Sentence Comprehension in Amyotrophic Lateral Sclerosis

Eleonora Mocevic

Lori Altmann, Ph.D.

Emily Plowman, Ph.D., CCC-SLP

Abstract

Amyotrophic lateral sclerosis (ALS) is a degenerative disease that impacts upper and lower motor neurons. ALS can begin as spinal-onset, targeting the limbs, or as bulbar-onset, presenting with changes in speech and swallow. In addition to the motor consequences of the disease, cognitive changes have been observed in this population. Cognitive skills like inhibition and working memory are important for functional sentence comprehension. Prior studies have also uncovered atrophy in brain areas implicated in syntactic comprehension. While a large body of work has focused on investigating speech production in this population, studies analyzing language comprehension are more limited. This study aimed to investigate cognitive function and syntactic comprehension in the ALS population and compare performance to healthy controls.

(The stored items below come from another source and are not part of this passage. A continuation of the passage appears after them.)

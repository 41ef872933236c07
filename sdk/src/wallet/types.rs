use std::path::PathBuf;

use chrono::{DateTime, Utc};
use serde::{Deserialize, Serialize};
use thiserror::Error;

use super::seed::SealedSeed;
use crate::crypto::{EncryptionError, PasswordError};
use crate::lifecycle::LifecycleError;

#[derive(Debug, Error)]
pub enum WalletError {
    #[error(transparent)]
    Lifecycle(#[from] LifecycleError),

    #[error("invalid wallet input: {0}")]
    InvalidInput(String),

    #[error("wallet name already in use: {0}")]
    NameTaken(String),

    #[error("wallet not found: {0}")]
    NotFound(String),

    #[error("address {address} does not belong to wallet {wallet_id}")]
    UnknownAddress { wallet_id: String, address: String },

    #[error("invalid password")]
    InvalidPassword,

    #[error("wallet {0} is already encrypted")]
    AlreadyEncrypted(String),

    #[error("wallet {0} is not encrypted")]
    NotEncrypted(String),

    #[error("wallet {wallet_id} reached the limit of {max} addresses")]
    AddressLimit { wallet_id: String, max: usize },

    #[error("invalid signature encoding")]
    InvalidSignature,

    #[error("backup I/O failed for {path}: {source}")]
    BackupIo {
        path: PathBuf,
        #[source]
        source: std::io::Error,
    },

    #[error("backup is corrupt: {0}")]
    CorruptBackup(String),

    #[error(transparent)]
    Encryption(#[from] EncryptionError),

    #[error(transparent)]
    Password(#[from] PasswordError),
}

#[derive(Debug, Clone, PartialEq, Serialize, Deserialize)]
#[serde(default)]
pub struct WalletConfig {
    /// Fee suggested to callers building transactions, in base units.
    pub default_fee: u64,
    pub min_confirmations: u32,
    pub max_addresses: usize,
    pub backup_interval_hours: u32,
    /// When false, wallets are created without a password and seeds are
    /// kept unsealed.
    pub encrypt_wallets: bool,
}

impl Default for WalletConfig {
    fn default() -> Self {
        Self {
            default_fee: 1_000,
            min_confirmations: 6,
            max_addresses: 1_000,
            backup_interval_hours: 24,
            encrypt_wallets: true,
        }
    }
}

/// Public view of a wallet. Never carries key material.
#[derive(Debug, Clone, PartialEq, Eq, Serialize, Deserialize)]
pub struct Wallet {
    pub id: String,
    pub name: String,
    pub addresses: Vec<WalletAddress>,
    pub balance: u64,
    pub unconfirmed_balance: u64,
    pub encrypted: bool,
    pub created_at: DateTime<Utc>,
    pub last_used: DateTime<Utc>,
}

#[derive(Debug, Clone, PartialEq, Eq, Serialize, Deserialize)]
pub struct WalletAddress {
    pub address: String,
    /// Hex Ed25519 public key.
    pub public_key: String,
    pub label: String,
    pub is_change: bool,
    pub index: u32,
    pub balance: u64,
    pub unconfirmed: u64,
}

/// On-disk backup format. The seed stays sealed exactly as it was in memory.
#[derive(Debug, Clone, Serialize, Deserialize)]
pub struct WalletBackup {
    pub version: u32,
    pub wallet: Wallet,
    pub seed: SealedSeed,
    pub password_hash: Option<String>,
    pub created_at: DateTime<Utc>,
}

pub const BACKUP_VERSION: u32 = 1;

Five individuals with ALS and 11 healthy controls participated in the study. Participants underwent a cognitive battery and completed a sentence-picture matching task consisting of relative clause sentences. Results show that individuals with ALS were comparable to controls in both accuracy and speed on the syntactic comprehension task. However, differences were uncovered between individuals with ALS and controls on tasks measuring inhibition and task switching, with ALS participants performing more poorly compared to controls. The results of this study indicate that syntactic comprehension can be intact for individuals with ALS even when executive function is impaired. However, these results may not apply to all ALS participants, as the participants who were willing to complete the online study may not be reflective of all cognitive profiles in this population.